One of our greatest leaders once said, “It is not the critic who counts; not the man who points out how the strong man stumbles, or where the doer of deeds could have done them better. The credit belongs to the man who is actually in the arena, whose face is marred by dust and sweat and blood; who strives valiantly; who at best knows, in the end, the triumph of high achievement, and who at worst, if he fails, at least fails while daring greatly.” – Theodore Roosevelt (excerpt from Daring Greatly by Brene Brown)

3. Stop Caring

“Stop letting people who do so little for you control so much of your mind, feelings, and emotions.” – Will Smith

You can interpret #3 in two ways: stop caring about anything and give up, or you can use the correct interpretation and stop caring so much about what other people think of you.

Superior men take control of their life. It is an amazing feeling when you simply stop caring about what other people think.
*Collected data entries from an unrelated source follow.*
//! The review session store
//!
//! Holds everything known about the sermon under review: its slides, the
//! analysis and decision mappings, and the selected slide. There is exactly
//! one session per reviewer; it is owned by the caller and passed by
//! reference to the navigator and gateway.
//!
//! Results of asynchronous fetches carry the sermon id they were issued for.
//! They are discarded if the session has since moved to another sermon.

use super::aggregate::{
    aggregate, AnalysisBySlide, DecisionMap, DecisionsBySlide, SlideAggregate,
};
use super::decision::{Decision, DecisionAction};
use super::events::{ChangeKind, ChangeNotifier, StateChange};
use crate::error::{Error, Result};
use crate::models::{SaveDecisionsPayload, Slide, SlideAnalysis};
use std::collections::HashSet;
use tokio::sync::watch;
use tracing::{debug, info, warn};

/// Slides, analysis and decisions fetched together for one sermon
#[derive(Debug, Clone, Default)]
pub struct ReviewData {
    pub sermon_id: String,
    pub slides: Vec<Slide>,
    pub analysis: AnalysisBySlide,
    pub decisions: DecisionsBySlide,
}

/// Whether a fetched result was applied to the session
#[must_use]
#[derive(Debug, Clone, Copy, PartialEq, Eq)]
pub enum ApplyOutcome {
    Applied,
    /// The session no longer addresses the sermon the result belongs to
    Discarded,
}

#[derive(Debug, Default)]
pub struct ReviewSession {
    sermon_id: Option<String>,
    slides: Vec<Slide>,
    analysis: AnalysisBySlide,
    decisions: DecisionsBySlide,
    /// Slide ids with decisions changed since the last load or save
    unsaved: HashSet<String>,
    selected: Option<u32>,
    loaded: bool,
    notifier: ChangeNotifier,
}

impl ReviewSession {
    pub fn new() -> Self {
        Self::default()
    }

    /// Point the session at a sermon, discarding all state from the previous one
    pub fn open(&mut self, sermon_id: &str) {
        self.clear();
        self.sermon_id = Some(sermon_id.to_string());
        info!("Opened review session for sermon {}", sermon_id);
        self.notifier.notify(ChangeKind::Reset);
    }

    /// Leave the current sermon; nothing is retained
    pub fn reset(&mut self) {
        self.clear();
        self.sermon_id = None;
        self.notifier.notify(ChangeKind::Reset);
    }

    fn clear(&mut self) {
        self.slides.clear();
        self.analysis.clear();
        self.decisions.clear();
        self.unsaved.clear();
        self.selected = None;
        self.loaded = false;
    }

    pub fn sermon_id(&self) -> Option<&str> {
        self.sermon_id.as_deref()
    }

    /// Whether results for `sermon_id` may be applied
    pub fn addresses(&self, sermon_id: &str) -> bool {
        self.sermon_id.as_deref() == Some(sermon_id)
    }

    pub fn is_loaded(&self) -> bool {
        self.loaded
    }

    /// Install freshly fetched review data.
    ///
    /// Decisions for slides with unsaved changes are kept from memory so a
    /// reload never drops in-progress work. The selection survives if the
    /// slide still exists, otherwise it moves to the first slide.
    pub fn apply_review_data(&mut self, data: ReviewData) -> ApplyOutcome {
        if !self.addresses(&data.sermon_id) {
            warn!(
                "Discarding review data for sermon {}; session is on {:?}",
                data.sermon_id, self.sermon_id
            );
            return ApplyOutcome::Discarded;
        }

        let ReviewData {
            mut slides,
            analysis,
            mut decisions,
            ..
        } = data;
        slides.sort_by_key(|s| s.slide_number);

        for slide_id in &self.unsaved {
            let local = self.decisions.remove(slide_id).unwrap_or_default();
            decisions.insert(slide_id.clone(), local);
        }

        debug!(
            "Loaded {} slides, {} analyzed, {} with decisions",
            slides.len(),
            analysis.len(),
            decisions.len()
        );

        self.slides = slides;
        self.analysis = analysis;
        self.decisions = decisions;
        self.unsaved.retain(|id| self.slides.iter().any(|s| &s.slide_id == id));
        self.selected = match self.selected {
            Some(n) if self.slide_by_number(n).is_some() => Some(n),
            _ => self.slides.first().map(|s| s.slide_number),
        };
        self.loaded = true;
        self.notifier.notify(ChangeKind::Loaded);
        ApplyOutcome::Applied
    }

    /// Replace one slide's suggestion set with a fresh analysis result.
    ///
    /// Decisions for that slide are left as they are, including ones keyed
    /// to suggestions the new set no longer contains.
    pub fn apply_analysis(&mut self, sermon_id: &str, analysis: SlideAnalysis) -> ApplyOutcome {
        if !self.addresses(sermon_id) {
            warn!(
                "Discarding analysis of slide {} for sermon {}",
                analysis.slide_number, sermon_id
            );
            return ApplyOutcome::Discarded;
        }

        debug!(
            "Slide {} analyzed: {} suggestion(s)",
            analysis.slide_id,
            analysis.suggestions.len()
        );
        self.analysis.insert(analysis.slide_id, analysis.suggestions);
        self.notifier.notify(ChangeKind::Analysis);
        ApplyOutcome::Applied
    }

    /// Record a reviewer action on a suggestion of the given slide
    pub fn decide(
        &mut self,
        slide_number: u32,
        suggestion_id: &str,
        action: DecisionAction,
    ) -> Result<&Decision> {
        let slide_id = self.require_slide(slide_number)?.slide_id.clone();
        let proposed = self
            .analysis
            .get(&slide_id)
            .and_then(|list| list.iter().find(|s| s.id == suggestion_id))
            .map(|s| s.proposed.clone())
            .ok_or_else(|| Error::SuggestionNotFound {
                slide_id: slide_id.clone(),
                suggestion_id: suggestion_id.to_string(),
            })?;

        let mut updated = self
            .decisions
            .get(&slide_id)
            .and_then(|m| m.get(suggestion_id))
            .cloned()
            .unwrap_or_default();
        updated.apply(action, suggestion_id, &proposed)?;

        self.unsaved.insert(slide_id.clone());
        self.notifier.notify(ChangeKind::Decision);

        let map = self.decisions.entry(slide_id).or_default();
        let slot = map.entry(suggestion_id.to_string()).or_default();
        *slot = updated;
        Ok(&*slot)
    }

    /// Save body for a slide: every held decision except undecided ones
    pub fn decision_payload(&self, slide_number: u32) -> Result<SaveDecisionsPayload> {
        let slide = self.require_slide(slide_number)?;
        let decisions = self
            .decisions
            .get(&slide.slide_id)
            .map(|map| {
                map.iter()
                    .filter_map(|(id, decision)| decision.to_entry(id))
                    .collect()
            })
            .unwrap_or_default();
        Ok(SaveDecisionsPayload { decisions })
    }

    /// Mark a slide's decisions as persisted
    pub fn mark_saved(&mut self, sermon_id: &str, slide_number: u32) -> ApplyOutcome {
        if !self.addresses(sermon_id) {
            return ApplyOutcome::Discarded;
        }
        if let Some(slide) = self.slide_by_number(slide_number) {
            let slide_id = slide.slide_id.clone();
            self.unsaved.remove(&slide_id);
        }
        self.notifier.notify(ChangeKind::Saved);
        ApplyOutcome::Applied
    }

    pub fn has_unsaved_changes(&self) -> bool {
        !self.unsaved.is_empty()
    }

    /// Numbers of slides holding unsaved decisions, ascending
    pub fn unsaved_slides(&self) -> Vec<u32> {
        let mut numbers: Vec<u32> = self
            .slides
            .iter()
            .filter(|s| self.unsaved.contains(&s.slide_id))
            .map(|s| s.slide_number)
            .collect();
        numbers.sort_unstable();
        numbers
    }

    pub fn slides(&self) -> &[Slide] {
        &self.slides
    }

    pub fn slide_count(&self) -> usize {
        self.slides.len()
    }

    pub fn slide_by_number(&self, slide_number: u32) -> Option<&Slide> {
        self.slides.iter().find(|s| s.slide_number == slide_number)
    }

    fn require_slide(&self, slide_number: u32) -> Result<&Slide> {
        if self.sermon_id.is_none() {
            return Err(Error::NoSermonSelected);
        }
        self.slide_by_number(slide_number)
            .ok_or(Error::SlideNotFound(slide_number))
    }

    pub fn selected_number(&self) -> Option<u32> {
        self.selected
    }

    /// "Slide N of M", or "Slide - of M" with nothing selected
    pub fn counter_label(&self) -> String {
        match self.selected {
            Some(n) => format!("Slide {} of {}", n, self.slides.len()),
            None => format!("Slide - of {}", self.slides.len()),
        }
    }

    pub(crate) fn set_selected(&mut self, slide_number: u32) {
        if self.selected != Some(slide_number) {
            self.selected = Some(slide_number);
            self.notifier.notify(ChangeKind::Selection);
        }
    }

    pub fn selected_slide(&self) -> Option<&Slide> {
        self.selected.and_then(|n| self.slide_by_number(n))
    }

    /// Decision map held for a slide id, if any
    pub fn decisions_for(&self, slide_id: &str) -> Option<&DecisionMap> {
        self.decisions.get(slide_id)
    }

    /// Merged view of a slide
    pub fn aggregate(&self, slide_number: u32) -> Option<SlideAggregate<'_>> {
        self.slide_by_number(slide_number)
            .map(|slide| aggregate(slide, &self.analysis, &self.decisions))
    }

    /// Merged view of the selected slide
    pub fn current(&self) -> Option<SlideAggregate<'_>> {
        self.selected.and_then(|n| self.aggregate(n))
    }

    /// Merged views of every slide in display order
    pub fn aggregates(&self) -> Vec<SlideAggregate<'_>> {
        self.slides
            .iter()
            .map(|slide| aggregate(slide, &self.analysis, &self.decisions))
            .collect()
    }

    pub fn subscribe(&self) -> watch::Receiver<StateChange> {
        self.notifier.subscribe()
    }

    pub fn revision(&self) -> u64 {
        self.notifier.revision()
    }
}
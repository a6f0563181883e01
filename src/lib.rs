//! # SocialKV
//!
//! In-memory user accounts and status updates with:
//! - Keyed CRUD collections with duplicate/missing key rejection
//! - CSV import/export (header row, quoted fields)
//! - An orchestration engine and a command-line front end
//!
//! ## Architecture Overview
//!
//! ```text
//! ┌─────────────────────────────────────────────────────────────┐
//! │                      socialkv-cli                            │
//! └─────────────────────┬───────────────────────────────────────┘
//!                       │
//! ┌─────────────────────▼───────────────────────────────────────┐
//! │                        Engine                                │
//! │             (bool results, load/save routing)                │
//! └──────────┬──────────────────────────────────┬───────────────┘
//!            │                                  │
//!            ▼                                  ▼
//!   ┌─────────────────┐                ┌─────────────────┐
//!   │ UserCollection  │                │StatusCollection │
//!   └────────┬────────┘                └────────┬────────┘
//!            └──────────────┬───────────────────┘
//!                           ▼
//!                  ┌─────────────────┐
//!                  │  CSV reader /   │
//!                  │     writer      │
//!                  └─────────────────┘
//! ```

// =============================================================================
// Module Declarations
// =============================================================================

pub mod error;
pub mod config;

pub mod record;
pub mod collection;
pub mod csv;
pub mod engine;

// =============================================================================
// Public API Re-exports
// =============================================================================

pub use error::{SocialError, Result};
pub use config::Config;
pub use collection::{StatusCollection, UserCollection};
pub use engine::Engine;
pub use record::{blank_field, Record, User, UserStatus};

// =============================================================================
// Version Info
// =============================================================================

/// Current version of SocialKV
pub const VERSION: &str = env!("CARGO_PKG_VERSION");
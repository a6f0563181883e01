//! Generic keyed store
//!
//! HashMap-based store shared by the user and status collections.

use std::collections::hash_map::{Entry, Values};
use std::collections::HashMap;

use crate::record::Record;

/// An owned keyed store of records of one kind
#[derive(Debug, Clone)]
pub struct Collection<R: Record> {
    records: HashMap<String, R>,
}

impl<R: Record> Collection<R> {
    /// Create a new empty collection
    pub fn new() -> Self {
        Self {
            records: HashMap::new(),
        }
    }

    /// Insert a record unless its id is already present
    ///
    /// Returns false (and leaves the stored record untouched) on a duplicate.
    pub fn insert(&mut self, record: R) -> bool {
        match self.records.entry(record.id().to_string()) {
            Entry::Occupied(_) => {
                tracing::debug!(
                    kind = R::KIND,
                    id = record.id(),
                    "rejected add: id already present"
                );
                false
            }
            Entry::Vacant(slot) => {
                slot.insert(record);
                true
            }
        }
    }

    /// Mutate the record stored under `id` in place
    ///
    /// Returns false without inserting anything when `id` is absent.
    pub fn update_with<F>(&mut self, id: &str, update: F) -> bool
    where
        F: FnOnce(&mut R),
    {
        match self.records.get_mut(id) {
            Some(record) => {
                update(record);
                true
            }
            None => {
                tracing::debug!(kind = R::KIND, id, "rejected modify: id not found");
                false
            }
        }
    }

    /// Remove the record stored under `id`
    pub fn remove(&mut self, id: &str) -> bool {
        if self.records.remove(id).is_some() {
            true
        } else {
            tracing::debug!(kind = R::KIND, id, "rejected delete: id not found");
            false
        }
    }

    /// Look up a record by id
    pub fn get(&self, id: &str) -> Option<&R> {
        self.records.get(id)
    }

    /// Check whether `id` is present
    pub fn contains(&self, id: &str) -> bool {
        self.records.contains_key(id)
    }

    /// Number of records
    pub fn len(&self) -> usize {
        self.records.len()
    }

    /// Check if the collection holds no records
    pub fn is_empty(&self) -> bool {
        self.records.is_empty()
    }

    /// Iterate over records in unspecified order
    pub fn iter(&self) -> Values<'_, String, R> {
        self.records.values()
    }

    /// All records ordered by id
    pub fn records_sorted(&self) -> Vec<&R> {
        let mut records: Vec<&R> = self.records.values().collect();
        records.sort_by(|a, b| a.id().cmp(b.id()));
        records
    }
}

impl<R: Record> Default for Collection<R> {
    fn default() -> Self {
        Self::new()
    }
}
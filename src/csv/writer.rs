//! CSV writer
//!
//! Saves collections to CSV files, overwriting the destination.

use std::fs::{File, OpenOptions};
use std::io::{BufWriter, Write};
use std::path::Path;

use crate::collection::{StatusCollection, UserCollection};
use crate::error::{Result, SocialError};
use crate::record::Record;

use super::encode_row;

/// Open `path` for writing, truncating any existing file
fn create(path: &Path) -> Result<File> {
    if path.as_os_str().is_empty() {
        return Err(SocialError::InvalidPath("empty path".to_string()));
    }
    if path.is_dir() {
        return Err(SocialError::InvalidPath(format!(
            "{} is a directory",
            path.display()
        )));
    }

    let file = OpenOptions::new()
        .create(true)
        .write(true)
        .truncate(true)
        .open(path)?;
    Ok(file)
}

/// Write a header and one line per record
///
/// Returns the number of records written.
pub fn write_records<'a, R, I>(path: &Path, records: I) -> Result<usize>
where
    R: Record + 'a,
    I: IntoIterator<Item = &'a R>,
{
    let mut writer = BufWriter::new(create(path)?);
    writeln!(writer, "{}", encode_row(R::HEADER))?;

    let mut count = 0;
    for record in records {
        writeln!(writer, "{}", encode_row(&record.to_fields()))?;
        count += 1;
    }

    writer.flush()?;
    Ok(count)
}

/// Save every user, ordered by id
pub fn save_users(path: &Path, users: &UserCollection) -> Result<usize> {
    let count = write_records(path, users.records_sorted())?;
    tracing::debug!(path = %path.display(), count, "saved users");
    Ok(count)
}

/// Save every status, ordered by id
pub fn save_statuses(path: &Path, statuses: &StatusCollection) -> Result<usize> {
    let count = write_records(path, statuses.records_sorted())?;
    tracing::debug!(path = %path.display(), count, "saved statuses");
    Ok(count)
}
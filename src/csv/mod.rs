//! CSV Module
//!
//! Import/export of collections as comma-separated files.
//!
//! ## Responsibilities
//! - Parse and encode CSV rows (quoted fields, doubled quotes, CRLF)
//! - Load a file into a collection, all-or-nothing on invalid rows
//! - Save a collection, overwriting the destination
//!
//! ## File Format
//! ```text
//! USER_ID,EMAIL,NAME,LASTNAME              STATUS_ID,USER_ID,STATUS_TEXT
//! evmiles97,eve.miles@uw.edu,Eve,Miles     evmiles97_00001,evmiles97,"Hi, all"
//! ...                                      ...
//! ```
//! The first row is always a header. Every field of every data row is
//! required.

mod codec;
mod reader;
mod writer;

pub use codec::{encode_row, parse_rows, CsvRow};
pub use reader::{load_statuses, load_users, read_records, LoadReport};
pub use writer::{save_statuses, save_users, write_records};
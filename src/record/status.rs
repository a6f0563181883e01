//! Status update record

use crate::error::Result;

use super::{validate_fields, Record};

/// A status update posted by a user
///
/// `user_id` is a free-text reference and is never checked against the
/// user collection.
#[derive(Debug, Clone, PartialEq, Eq)]
pub struct UserStatus {
    /// Identity, fixed at creation
    pub status_id: String,
    pub user_id: String,
    pub status_text: String,
}

impl UserStatus {
    /// Create a new status record
    pub fn new(
        status_id: impl Into<String>,
        user_id: impl Into<String>,
        status_text: impl Into<String>,
    ) -> Self {
        Self {
            status_id: status_id.into(),
            user_id: user_id.into(),
            status_text: status_text.into(),
        }
    }
}

impl Record for UserStatus {
    const KIND: &'static str = "status";
    const HEADER: &'static [&'static str] = &["STATUS_ID", "USER_ID", "STATUS_TEXT"];

    fn id(&self) -> &str {
        &self.status_id
    }

    fn from_fields(line: usize, fields: Vec<String>) -> Result<Self> {
        validate_fields(line, &fields, Self::HEADER)?;

        let mut fields = fields.into_iter();
        let mut next = || fields.next().unwrap_or_default();

        Ok(Self {
            status_id: next(),
            user_id: next(),
            status_text: next(),
        })
    }

    fn to_fields(&self) -> Vec<&str> {
        vec![&self.status_id, &self.user_id, &self.status_text]
    }
}
//! User account record

use crate::error::Result;

use super::{validate_fields, Record};

/// A user account
#[derive(Debug, Clone, PartialEq, Eq)]
pub struct User {
    /// Identity, fixed at creation
    pub user_id: String,
    pub email: String,
    pub user_name: String,
    pub user_last_name: String,
}

impl User {
    /// Create a new user record
    pub fn new(
        user_id: impl Into<String>,
        email: impl Into<String>,
        user_name: impl Into<String>,
        user_last_name: impl Into<String>,
    ) -> Self {
        Self {
            user_id: user_id.into(),
            email: email.into(),
            user_name: user_name.into(),
            user_last_name: user_last_name.into(),
        }
    }
}

impl Record for User {
    const KIND: &'static str = "user";
    const HEADER: &'static [&'static str] = &["USER_ID", "EMAIL", "NAME", "LASTNAME"];

    fn id(&self) -> &str {
        &self.user_id
    }

    fn from_fields(line: usize, fields: Vec<String>) -> Result<Self> {
        validate_fields(line, &fields, Self::HEADER)?;

        let mut fields = fields.into_iter();
        // Arity was checked above
        let mut next = || fields.next().unwrap_or_default();

        Ok(Self {
            user_id: next(),
            email: next(),
            user_name: next(),
            user_last_name: next(),
        })
    }

    fn to_fields(&self) -> Vec<&str> {
        vec![
            &self.user_id,
            &self.email,
            &self.user_name,
            &self.user_last_name,
        ]
    }
}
Start eliminating things in your life that do not matter, that add no value. Focus only on the things and people that add value to your life. In fact, immediately stop communicating with people who add no value, purposely ignore these parasites who try to bring you down. Be candid with these people if you do have to acknowledge them. If they ask you a question or confront you (in person, on the phone, or electronically) either ignore them or provide a simple response, regardless of the intent of the conversation – “No” – this is the perfect response.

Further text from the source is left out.